The film closes with a panoramic of the rural landscape evoking deep serenity, stillness, pathos and the return of order from disorder. A paralysed Vikram, who becomes an accidental victim of state terror, is shown, resting his head against the shoulder of Geeta looking towards an uncertain future. Geeta in many ways turns out to be the strongest character. The assault on her womanhood and the sexual degradation she suffered at the hands of the police does not break her spirit and courage. She goes back to Bhojpur to continue teaching the children of the marginalised class. However, her resilience and the fearlessness do not constitute a challenge to the system. This middle-class NGO-ised activism is no answer to the exploitation and oppression the majority of people face today.
Sudhir Mishra creates rich, multilayered and complex characters. Through the characters who are riven with dilemmas the film explores some questions of politics, philosophy and ideology. The film not only challenges the narrative convention, as it exist in mainstream cinema but also spins a narrative chain leading to a surprise resolution.

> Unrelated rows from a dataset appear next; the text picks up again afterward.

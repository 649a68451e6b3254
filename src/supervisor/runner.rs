//! Run supervisor implementation
//!
//! The supervisor claims queued runs one at a time and executes each as an
//! isolated, time-boxed extraction process:
//! 1. Claim the next queued run (atomic at the storage layer)
//! 2. Resolve its course; a missing course fails the run without a process
//! 3. Create `<outputs-root>/<run-id>` and spawn the extraction program with
//!    the run's parameters in its environment
//! 4. Race process exit against the run timeout and cancellation
//! 5. On a clean exit, discover the result directory and its metrics
//! 6. Record the final status

use super::artifacts::discover_artifacts;
use super::cancel::CancelHandle;
use super::process::{
    capture_output, describe_exit, drain_output, spawn_extractor, terminate, OutputTail,
    Termination,
};
use crate::config::SupervisorConfig;
use crate::extraction::ExtractionParams;
use crate::state::{ActiveRun, ActiveRunRegistry, RunStatus};
use crate::storage::{CourseStore, RunQueue, RunRecord, StorageError};
use crate::{Result, RunnerError};
use std::path::{Path, PathBuf};
use std::process::ExitStatus;
use std::sync::{Arc, Mutex, MutexGuard};
use std::time::Duration;
use tokio::process::Child;
use tokio::sync::Notify;
use tokio::time::MissedTickBehavior;

/// How long output readers may take to finish after the process ended
const OUTPUT_DRAIN_TIMEOUT: Duration = Duration::from_secs(1);

/// A run the supervisor finished processing
#[derive(Debug, Clone, PartialEq, Eq)]
pub struct ProcessedRun {
    pub run_id: String,
    pub status: RunStatus,
}

/// Final result of executing one run
#[derive(Debug)]
enum RunOutcome {
    Succeeded {
        result_dir: PathBuf,
        metrics: Option<serde_json::Value>,
    },
    Failed(String),
    Cancelled,
}

impl RunOutcome {
    fn status(&self) -> RunStatus {
        match self {
            Self::Succeeded { .. } => RunStatus::Succeeded,
            Self::Failed(_) => RunStatus::Failed,
            Self::Cancelled => RunStatus::Cancelled,
        }
    }
}

/// Which side of the exit race won
enum ExitRace {
    Exited(ExitStatus),
    TimedOut(Termination),
    Cancelled(Termination),
    WaitFailed(std::io::Error),
}

/// Executes queued runs as supervised extraction processes
pub struct Supervisor<S> {
    config: SupervisorConfig,
    config_path: Option<PathBuf>,
    storage: Arc<Mutex<S>>,
    registry: ActiveRunRegistry,
}

impl<S: RunQueue + CourseStore> Supervisor<S> {
    /// Creates a supervisor owning `storage`
    pub fn new(config: SupervisorConfig, storage: S) -> Self {
        Self::with_shared_storage(config, Arc::new(Mutex::new(storage)))
    }

    /// Creates a supervisor over storage shared with other components
    pub fn with_shared_storage(config: SupervisorConfig, storage: Arc<Mutex<S>>) -> Self {
        Self {
            config,
            config_path: None,
            storage,
            registry: ActiveRunRegistry::new(),
        }
    }

    /// Config file handed to extraction processes so they load the same settings
    pub fn with_config_path(mut self, path: impl Into<PathBuf>) -> Self {
        self.config_path = Some(path.into());
        self
    }

    /// Live processes of this supervisor
    pub fn registry(&self) -> &ActiveRunRegistry {
        &self.registry
    }

    pub fn storage(&self) -> Arc<Mutex<S>> {
        Arc::clone(&self.storage)
    }

    /// A handle that cancels runs owned by this supervisor
    pub fn cancel_handle(&self) -> CancelHandle<S> {
        CancelHandle::new(Arc::clone(&self.storage), self.registry.clone())
    }

    /// Polls the queue forever
    ///
    /// Sleeps the poll interval only when the queue is empty or a poll cycle
    /// failed; a processed run is followed immediately by the next poll.
    pub async fn run(&self) {
        tracing::info!(
            "Supervisor started (poll interval {:?}, run timeout {:?}, grace window {:?})",
            self.poll_interval(),
            self.run_timeout(),
            self.grace_window()
        );

        loop {
            match self.poll_and_execute_next().await {
                Ok(Some(processed)) => {
                    tracing::info!("Run {} finished as {}", processed.run_id, processed.status);
                    continue;
                }
                Ok(None) => tracing::debug!("No queued runs"),
                Err(e) => tracing::error!("Poll cycle failed: {}", e),
            }
            tokio::time::sleep(self.poll_interval()).await;
        }
    }

    /// Claims and executes at most one queued run
    ///
    /// # Returns
    ///
    /// * `Ok(Some(ProcessedRun))` - A run was claimed and reached a final status
    /// * `Ok(None)` - The queue was empty
    /// * `Err(RunnerError)` - Claiming or recording failed
    pub async fn poll_and_execute_next(&self) -> Result<Option<ProcessedRun>> {
        let claimed = self.lock_storage()?.claim_next_run()?;
        let Some(run) = claimed else {
            return Ok(None);
        };

        tracing::info!("Claimed run {} for course {}", run.id, run.course_id);

        let outcome = match self.execute(&run).await {
            Ok(outcome) => outcome,
            Err(e) => {
                tracing::error!("Run {} could not be executed: {}", run.id, e);
                RunOutcome::Failed(e.to_string())
            }
        };

        let status = self.record_outcome(&run.id, outcome)?;
        Ok(Some(ProcessedRun {
            run_id: run.id,
            status,
        }))
    }

    async fn execute(&self, run: &RunRecord) -> Result<RunOutcome> {
        let course = self.lock_storage()?.get_course(&run.course_id)?;
        let Some(course) = course else {
            return Ok(RunOutcome::Failed(format!(
                "Course {} not found",
                run.course_id
            )));
        };

        let run_dir = self.config.outputs_root.join(&run.id);
        tokio::fs::create_dir_all(&run_dir).await?;
        self.lock_storage()?
            .set_outputs_dir(&run.id, &run_dir.to_string_lossy())?;

        if self.cancellation_pending(&run.id) {
            tracing::info!("Run {} was cancelled before its process started", run.id);
            return Ok(RunOutcome::Cancelled);
        }

        let params = ExtractionParams {
            run_id: run.id.clone(),
            base_url: course.base_url,
            username: course.username,
            password: course.password,
            output_dir: run_dir.clone(),
            target_urls: course.target_urls,
            selectors_path: self.config.selectors_path.clone(),
            config_path: self.config_path.clone(),
            asset_manifest: course.asset_manifest.map(PathBuf::from),
        };

        let (program, args) = self.extractor_command()?;
        let mut child = spawn_extractor(&program, &args, &params)?;
        let Some(pid) = child.id() else {
            return Ok(RunOutcome::Failed(
                "Extraction process exited before it could be registered".to_string(),
            ));
        };

        let stop = Arc::new(Notify::new());
        if !self.registry.register(&run.id, ActiveRun::new(pid, Arc::clone(&stop))) {
            if let Err(e) = child.start_kill() {
                tracing::warn!("Failed to kill duplicate process {}: {}", pid, e);
            }
            return Err(RunnerError::AlreadyActive(run.id.clone()));
        }
        tracing::info!("Started extraction process {} for run {}", pid, run.id);

        let tail = OutputTail::new(self.config.output_tail_lines);
        let readers = capture_output(&mut child, &tail, &run.id);

        let race = self.race_exit(&run.id, &mut child, pid, &stop).await;
        if let Some(entry) = self.registry.remove(&run.id) {
            tracing::info!(
                "Extraction process {} for run {} ended after {:?}",
                entry.pid,
                run.id,
                entry.elapsed()
            );
        }
        drain_output(readers, OUTPUT_DRAIN_TIMEOUT).await;

        let outcome = match race {
            ExitRace::Exited(status) if status.success() => self.collect_artifacts(&run_dir).await,
            ExitRace::Exited(status) => RunOutcome::Failed(format!(
                "Extraction process failed with {}{}",
                describe_exit(&status),
                render_tail(&tail)
            )),
            ExitRace::TimedOut(termination) => RunOutcome::Failed(format!(
                "Extraction process timed out after {}ms ({} termination){}",
                self.config.run_timeout_ms,
                termination,
                render_tail(&tail)
            )),
            ExitRace::Cancelled(termination) => {
                tracing::info!("Run {} stopped on cancellation ({} termination)", run.id, termination);
                RunOutcome::Cancelled
            }
            ExitRace::WaitFailed(e) => {
                RunOutcome::Failed(format!("Lost track of extraction process: {}", e))
            }
        };

        Ok(outcome)
    }

    /// Races process exit against the run timeout and cancellation
    ///
    /// Timeout and cancellation both end the process through `terminate`.
    async fn race_exit(&self, run_id: &str, child: &mut Child, pid: u32, stop: &Notify) -> ExitRace {
        let deadline = tokio::time::sleep(self.run_timeout());
        tokio::pin!(deadline);

        let mut cancel_check = tokio::time::interval(self.cancel_check_interval());
        cancel_check.set_missed_tick_behavior(MissedTickBehavior::Delay);
        let mut cancel_seen = false;

        loop {
            tokio::select! {
                status = child.wait() => {
                    return match status {
                        Ok(status) => ExitRace::Exited(status),
                        Err(e) => ExitRace::WaitFailed(e),
                    };
                }
                _ = &mut deadline => {
                    tracing::warn!("Run {} exceeded its {:?} budget", run_id, self.run_timeout());
                    return ExitRace::TimedOut(terminate(child, pid, self.grace_window()).await);
                }
                _ = stop.notified() => {
                    tracing::info!("Terminating run {} on cancellation", run_id);
                    return ExitRace::Cancelled(terminate(child, pid, self.grace_window()).await);
                }
                _ = cancel_check.tick(), if !cancel_seen => {
                    if self.cancellation_pending(run_id) {
                        cancel_seen = true;
                        if let Err(e) = self.cancel_handle().cancel(run_id) {
                            tracing::warn!("Failed to record cancellation of run {}: {}", run_id, e);
                            stop.notify_one();
                        }
                    }
                }
            }
        }
    }

    /// Checks the stored record for a cancellation made outside this process
    fn cancellation_pending(&self, run_id: &str) -> bool {
        let storage = match self.lock_storage() {
            Ok(storage) => storage,
            Err(e) => {
                tracing::warn!("Cancellation check for run {} failed: {}", run_id, e);
                return false;
            }
        };

        match storage.is_cancel_requested(run_id) {
            Ok(requested) => requested,
            Err(e) => {
                tracing::warn!("Cancellation check for run {} failed: {}", run_id, e);
                false
            }
        }
    }

    async fn collect_artifacts(&self, run_dir: &Path) -> RunOutcome {
        match discover_artifacts(run_dir).await {
            Ok(Some(artifacts)) => RunOutcome::Succeeded {
                result_dir: artifacts.result_dir,
                metrics: artifacts.metrics,
            },
            Ok(None) => RunOutcome::Failed(format!(
                "Extraction process exited cleanly but no output generated in {}",
                run_dir.display()
            )),
            Err(e) => RunOutcome::Failed(format!(
                "Could not read output directory {}: {}",
                run_dir.display(),
                e
            )),
        }
    }

    /// Stores the final status of a run
    ///
    /// A run that already reached a final status (e.g. cancelled while its
    /// process was exiting) keeps it.
    fn record_outcome(&self, run_id: &str, outcome: RunOutcome) -> Result<RunStatus> {
        let mut storage = self.lock_storage()?;
        let recorded = match &outcome {
            RunOutcome::Succeeded {
                result_dir,
                metrics,
            } => storage.mark_succeeded(run_id, &result_dir.to_string_lossy(), metrics.as_ref()),
            RunOutcome::Failed(error) => {
                tracing::warn!("Run {} failed: {}", run_id, error);
                storage.mark_failed(run_id, error)
            }
            RunOutcome::Cancelled => storage.mark_cancelled(run_id),
        };

        match recorded {
            Ok(()) => Ok(outcome.status()),
            Err(StorageError::InvalidTransition { from, .. }) if from.is_terminal() => {
                tracing::info!(
                    "Run {} is already {}; not recording {}",
                    run_id,
                    from,
                    outcome.status()
                );
                Ok(from)
            }
            Err(e) => Err(e.into()),
        }
    }

    fn extractor_command(&self) -> Result<(PathBuf, Vec<String>)> {
        match &self.config.extractor_command {
            Some(program) => Ok((program.clone(), self.config.extractor_args.clone())),
            None => {
                let mut args = vec!["extract".to_string()];
                args.extend(self.config.extractor_args.iter().cloned());
                Ok((std::env::current_exe()?, args))
            }
        }
    }

    fn lock_storage(&self) -> Result<MutexGuard<'_, S>> {
        self.storage
            .lock()
            .map_err(|_| RunnerError::Storage("storage lock poisoned".to_string()))
    }

    fn poll_interval(&self) -> Duration {
        Duration::from_millis(self.config.poll_interval_ms)
    }

    fn run_timeout(&self) -> Duration {
        Duration::from_millis(self.config.run_timeout_ms)
    }

    fn grace_window(&self) -> Duration {
        Duration::from_millis(self.config.grace_window_ms)
    }

    fn cancel_check_interval(&self) -> Duration {
        Duration::from_millis(self.config.cancel_check_interval_ms)
    }
}

fn render_tail(tail: &OutputTail) -> String {
    let rendered = tail.render();
    if rendered.is_empty() {
        String::new()
    } else {
        format!("\nLast output:\n{}", rendered)
    }
}
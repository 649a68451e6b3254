use crate::config::types::Config;
use crate::config::validation::validate;
use crate::ConfigError;
use sha2::{Digest, Sha256};
use std::path::Path;

/// Loads and parses a configuration file from the given path
///
/// # Arguments
///
/// * `path` - Path to the TOML configuration file
///
/// # Returns
///
/// * `Ok(Config)` - Successfully loaded and validated configuration
/// * `Err(ConfigError)` - Failed to load, parse, or validate the configuration
///
/// # Example
///
/// ```no_run
/// use std::path::Path;
/// use crawl_runner::config::load_config;
///
/// let config = load_config(Path::new("config.toml")).unwrap();
/// println!("Run timeout: {}ms", config.supervisor.run_timeout_ms);
/// ```
pub fn load_config(path: &Path) -> Result<Config, ConfigError> {
    let content = std::fs::read_to_string(path)?;
    let config = parse_config(&content)?;
    Ok(config)
}

/// Parses and validates configuration from TOML text
pub fn parse_config(content: &str) -> Result<Config, ConfigError> {
    let config: Config = toml::from_str(content)?;
    validate(&config)?;
    Ok(config)
}

/// Computes a SHA-256 hash of the configuration file content
///
/// Logged at startup so operators can tell which configuration a supervisor
/// instance is running with.
pub fn compute_config_hash(path: &Path) -> Result<String, ConfigError> {
    let content = std::fs::read_to_string(path)?;
    let mut hasher = Sha256::new();
    hasher.update(content.as_bytes());
    let result = hasher.finalize();
    Ok(hex::encode(result))
}

/// Loads a configuration and returns both the config and its hash
pub fn load_config_with_hash(path: &Path) -> Result<(Config, String), ConfigError> {
    let config = load_config(path)?;
    let hash = compute_config_hash(path)?;
    Ok((config, hash))
}

#[cfg(test)]
mod tests {
    use super::*;
    use std::io::Write;
    use tempfile::NamedTempFile;

    fn create_temp_config(content: &str) -> NamedTempFile {
        let mut file = NamedTempFile::new().unwrap();
        file.write_all(content.as_bytes()).unwrap();
        file.flush().unwrap();
        file
    }

    #[test]
    fn test_load_valid_config() {
        let config_content = r#"
[supervisor]
outputs-root = "/var/lib/crawler/outputs"
selectors-path = "/etc/crawler/site.toml"
run-timeout-ms = 600000
grace-window-ms = 2000

[storage]
database-path = "./test.db"

[attachments]
max-concurrent = 8
max-size-bytes = 1048576

[videos]
quality = "medium"
format = "mkv"
subtitles = true
"#;

        let file = create_temp_config(config_content);
        let config = load_config(file.path()).unwrap();

        assert_eq!(config.supervisor.run_timeout_ms, 600000);
        assert_eq!(config.supervisor.grace_window_ms, 2000);
        assert_eq!(config.supervisor.poll_interval_ms, 5000);
        assert_eq!(config.storage.database_path, "./test.db");
        assert_eq!(config.attachments.max_concurrent, 8);
        assert_eq!(config.attachments.max_retries, 3);
        assert_eq!(config.videos.quality, "medium");
        assert!(config.videos.subtitles);
        assert!(!config.videos.thumbnail);
    }

    #[test]
    fn test_empty_config_uses_defaults() {
        let config = parse_config("").unwrap();
        assert_eq!(config.supervisor.run_timeout_ms, 300_000);
        assert_eq!(config.supervisor.grace_window_ms, 5_000);
        assert_eq!(config.attachments.timeout_ms, 30_000);
        assert_eq!(config.attachments.max_size_bytes, 100 * 1024 * 1024);
        assert_eq!(config.videos.max_size_bytes, 500 * 1024 * 1024);
        assert_eq!(config.videos.timeout_ms, 600_000);
    }

    #[test]
    fn test_load_config_with_invalid_path() {
        let result = load_config(Path::new("/nonexistent/config.toml"));
        assert!(result.is_err());
    }

    #[test]
    fn test_load_config_with_invalid_toml() {
        let file = create_temp_config("this is not valid TOML {{{");
        let result = load_config(file.path());
        assert!(matches!(result, Err(ConfigError::Parse(_))));
    }

    #[test]
    fn test_load_config_with_validation_error() {
        let config_content = r#"
[attachments]
max-concurrent = 0
"#;

        let file = create_temp_config(config_content);
        let result = load_config(file.path());
        assert!(matches!(result.unwrap_err(), ConfigError::Validation(_)));
    }

    #[test]
    fn test_compute_config_hash() {
        let file = create_temp_config("test content");

        let hash1 = compute_config_hash(file.path()).unwrap();
        let hash2 = compute_config_hash(file.path()).unwrap();

        assert_eq!(hash1, hash2);
        assert_eq!(hash1.len(), 64);
    }

    #[test]
    fn test_different_content_different_hash() {
        let file1 = create_temp_config("content 1");
        let file2 = create_temp_config("content 2");

        let hash1 = compute_config_hash(file1.path()).unwrap();
        let hash2 = compute_config_hash(file2.path()).unwrap();

        assert_ne!(hash1, hash2);
    }
}
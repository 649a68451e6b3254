/// Run status definitions for tracking extraction attempts
///
/// This module defines every state a run can be in and the legal moves between them.
use std::fmt;

/// Represents the current state of a run
#[derive(Debug, Clone, Copy, PartialEq, Eq, Hash)]
pub enum RunStatus {
    // ===== Active States =====
    /// Run is waiting for a supervisor to claim it
    Queued,

    /// A supervisor has claimed the run and owns its process
    Running,

    // ===== Terminal States =====
    /// Extraction exited cleanly and produced output
    Succeeded,

    /// Extraction could not start, exited non-zero, timed out, or produced nothing
    Failed,

    /// An operator cancelled the run
    Cancelled,
}

impl RunStatus {
    /// Returns true if this is a terminal state (no further transitions allowed)
    pub fn is_terminal(&self) -> bool {
        matches!(self, Self::Succeeded | Self::Failed | Self::Cancelled)
    }

    /// Returns true if this is an active state (queued or running)
    pub fn is_active(&self) -> bool {
        !self.is_terminal()
    }

    /// Returns true if a run may move from this state to `next`
    ///
    /// Transitions are one-directional: queued -> running -> terminal, and
    /// queued -> cancelled. Nothing ever returns to queued.
    pub fn can_transition_to(&self, next: RunStatus) -> bool {
        match (self, next) {
            (Self::Queued, Self::Running) => true,
            (Self::Queued, Self::Cancelled) => true,
            (Self::Running, Self::Succeeded | Self::Failed | Self::Cancelled) => true,
            _ => false,
        }
    }

    /// Returns the states from which `self` may be entered
    pub fn predecessors(&self) -> Vec<RunStatus> {
        Self::all_states()
            .into_iter()
            .filter(|from| from.can_transition_to(*self))
            .collect()
    }

    /// Converts the run status to a database string representation
    pub fn to_db_string(&self) -> &'static str {
        match self {
            Self::Queued => "queued",
            Self::Running => "running",
            Self::Succeeded => "succeeded",
            Self::Failed => "failed",
            Self::Cancelled => "cancelled",
        }
    }

    /// Parses a run status from a database string representation
    ///
    /// Returns None if the string doesn't match any known status.
    pub fn from_db_string(s: &str) -> Option<Self> {
        match s {
            "queued" => Some(Self::Queued),
            "running" => Some(Self::Running),
            "succeeded" => Some(Self::Succeeded),
            "failed" => Some(Self::Failed),
            "cancelled" => Some(Self::Cancelled),
            _ => None,
        }
    }

    /// Returns all possible run statuses
    pub fn all_states() -> Vec<Self> {
        vec![
            Self::Queued,
            Self::Running,
            Self::Succeeded,
            Self::Failed,
            Self::Cancelled,
        ]
    }
}

impl fmt::Display for RunStatus {
    fn fmt(&self, f: &mut fmt::Formatter<'_>) -> fmt::Result {
        write!(f, "{}", self.to_db_string())
    }
}
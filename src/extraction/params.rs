use crate::{Result, RunnerError};
use std::fmt;
use std::path::PathBuf;

pub const ENV_RUN_ID: &str = "CRAWLER_RUN_ID";
pub const ENV_BASE_URL: &str = "CRAWLER_BASE_URL";
pub const ENV_USERNAME: &str = "CRAWLER_USERNAME";
pub const ENV_PASSWORD: &str = "CRAWLER_PASSWORD";
pub const ENV_OUTPUT_DIR: &str = "CRAWLER_OUTPUT_DIR";
pub const ENV_TARGET_URLS: &str = "CRAWLER_TARGET_URLS";
pub const ENV_SELECTORS_PATH: &str = "CRAWLER_SELECTORS_PATH";
pub const ENV_CONFIG_PATH: &str = "CRAWLER_CONFIG_PATH";
pub const ENV_ASSET_MANIFEST: &str = "CRAWLER_ASSET_MANIFEST";

/// Parameters of one extraction process
///
/// Passed from the supervisor to the child only through the child's
/// environment, so concurrent runs never share mutable configuration.
#[derive(Clone, PartialEq, Eq)]
pub struct ExtractionParams {
    pub run_id: String,
    pub base_url: String,
    pub username: String,
    pub password: String,
    pub output_dir: PathBuf,
    pub target_urls: Vec<String>,
    pub selectors_path: PathBuf,
    pub config_path: Option<PathBuf>,
    pub asset_manifest: Option<PathBuf>,
}

impl ExtractionParams {
    /// Environment variables carrying these parameters
    pub fn to_env(&self) -> Result<Vec<(&'static str, String)>> {
        let mut env = vec![
            (ENV_RUN_ID, self.run_id.clone()),
            (ENV_BASE_URL, self.base_url.clone()),
            (ENV_USERNAME, self.username.clone()),
            (ENV_PASSWORD, self.password.clone()),
            (ENV_OUTPUT_DIR, self.output_dir.to_string_lossy().into_owned()),
            (ENV_TARGET_URLS, serde_json::to_string(&self.target_urls)?),
            (ENV_SELECTORS_PATH, self.selectors_path.to_string_lossy().into_owned()),
        ];
        if let Some(path) = &self.config_path {
            env.push((ENV_CONFIG_PATH, path.to_string_lossy().into_owned()));
        }
        if let Some(path) = &self.asset_manifest {
            env.push((ENV_ASSET_MANIFEST, path.to_string_lossy().into_owned()));
        }
        Ok(env)
    }

    /// Reads the parameters from this process's environment
    pub fn from_env() -> Result<Self> {
        Self::from_lookup(|key| std::env::var(key).ok())
    }

    /// Reads the parameters through an arbitrary variable lookup
    pub fn from_lookup<F>(lookup: F) -> Result<Self>
    where
        F: Fn(&str) -> Option<String>,
    {
        let required = |key: &'static str| {
            lookup(key)
                .filter(|value| !value.is_empty())
                .ok_or(RunnerError::MissingParameter(key))
        };

        let target_urls: Vec<String> = serde_json::from_str(&required(ENV_TARGET_URLS)?)?;

        Ok(Self {
            run_id: required(ENV_RUN_ID)?,
            base_url: required(ENV_BASE_URL)?,
            username: required(ENV_USERNAME)?,
            password: lookup(ENV_PASSWORD).unwrap_or_default(),
            output_dir: PathBuf::from(required(ENV_OUTPUT_DIR)?),
            target_urls,
            selectors_path: PathBuf::from(required(ENV_SELECTORS_PATH)?),
            config_path: lookup(ENV_CONFIG_PATH)
                .filter(|v| !v.is_empty())
                .map(PathBuf::from),
            asset_manifest: lookup(ENV_ASSET_MANIFEST)
                .filter(|v| !v.is_empty())
                .map(PathBuf::from),
        })
    }
}

impl fmt::Debug for ExtractionParams {
    fn fmt(&self, f: &mut fmt::Formatter<'_>) -> fmt::Result {
        f.debug_struct("ExtractionParams")
            .field("run_id", &self.run_id)
            .field("base_url", &self.base_url)
            .field("username", &self.username)
            .field("password", &"<redacted>")
            .field("output_dir", &self.output_dir)
            .field("target_urls", &self.target_urls)
            .field("selectors_path", &self.selectors_path)
            .field("config_path", &self.config_path)
            .field("asset_manifest", &self.asset_manifest)
            .finish()
    }
}

#[cfg(test)]
mod tests {
    use super::*;
    use std::collections::HashMap;

    fn sample() -> ExtractionParams {
        ExtractionParams {
            run_id: "run-1".to_string(),
            base_url: "https://school.example.com".to_string(),
            username: "alice".to_string(),
            password: "secret".to_string(),
            output_dir: PathBuf::from("/tmp/outputs/run-1"),
            target_urls: vec![
                "https://school.example.com/course/1".to_string(),
                "https://school.example.com/course/2".to_string(),
            ],
            selectors_path: PathBuf::from("/etc/crawl-runner/site.toml"),
            config_path: Some(PathBuf::from("/etc/crawl-runner/config.toml")),
            asset_manifest: None,
        }
    }

    #[test]
    fn test_env_contract_is_symmetric() {
        let params = sample();
        let env: HashMap<&str, String> = params.to_env().unwrap().into_iter().collect();

        assert_eq!(
            env[ENV_TARGET_URLS],
            r#"["https://school.example.com/course/1","https://school.example.com/course/2"]"#
        );
        assert!(!env.contains_key(ENV_ASSET_MANIFEST));

        let parsed = ExtractionParams::from_lookup(|key| env.get(key).cloned()).unwrap();
        assert_eq!(parsed, params);
    }

    #[test]
    fn test_missing_required_parameter() {
        let result = ExtractionParams::from_lookup(|key| {
            (key == ENV_TARGET_URLS).then(|| "[]".to_string())
        });
        assert!(matches!(result, Err(RunnerError::MissingParameter(ENV_RUN_ID))));
    }

    #[test]
    fn test_malformed_target_urls() {
        let mut env: HashMap<&str, String> = sample().to_env().unwrap().into_iter().collect();
        env.insert(ENV_TARGET_URLS, "not json".to_string());

        let result = ExtractionParams::from_lookup(|key| env.get(key).cloned());
        assert!(matches!(result, Err(RunnerError::Json(_))));
    }

    #[test]
    fn test_debug_redacts_password() {
        let debug = format!("{:?}", sample());
        assert!(!debug.contains("secret"));
    }
}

In the present milieu of a deeply commodified and fragmented society which worships a de-ideological conformist individual this film emanates the spirit of self-sacrifice and political anger of that time. In a way it fulfils the crying need of a political conscious cinema. It is a radical film in its ideological content and also in cinematic form. Its cinematic significance lies in its subject matter and the timing – of resurrecting those historical-dramatic elements that have long been denied space. The film has its own moments of triumph and setbacks. Even though film criticism itself lends multiple interpretations owing to differing perspectives to me the dominant mood of the film is one of defeatism. The hero who dares to fly in the search of truth gets his wings clipped before he could rise further by the sword-arm of the repressive state. It is true that revolution is not a bed of roses and one has to pass through the purifying flame of struggle. Nevertheless, what the film ultimately seems to suggest is that the emancipatory project in the face of an all-powerful state is an impossibility. The early revolutionary enthusiasm and optimism shown in the film is overtaken by a feeling of despondency and inertia, the empathy with the ideals of revolutionaries replaced by sympathy of the doomed souls who tried to make a difference. At a time when changing the world is urgently on the agenda what we need is an inspiring hero who can brave the harshest condition and illuminates the path of revolution and not a hero who ultimately joins the ranks of defeated heroes.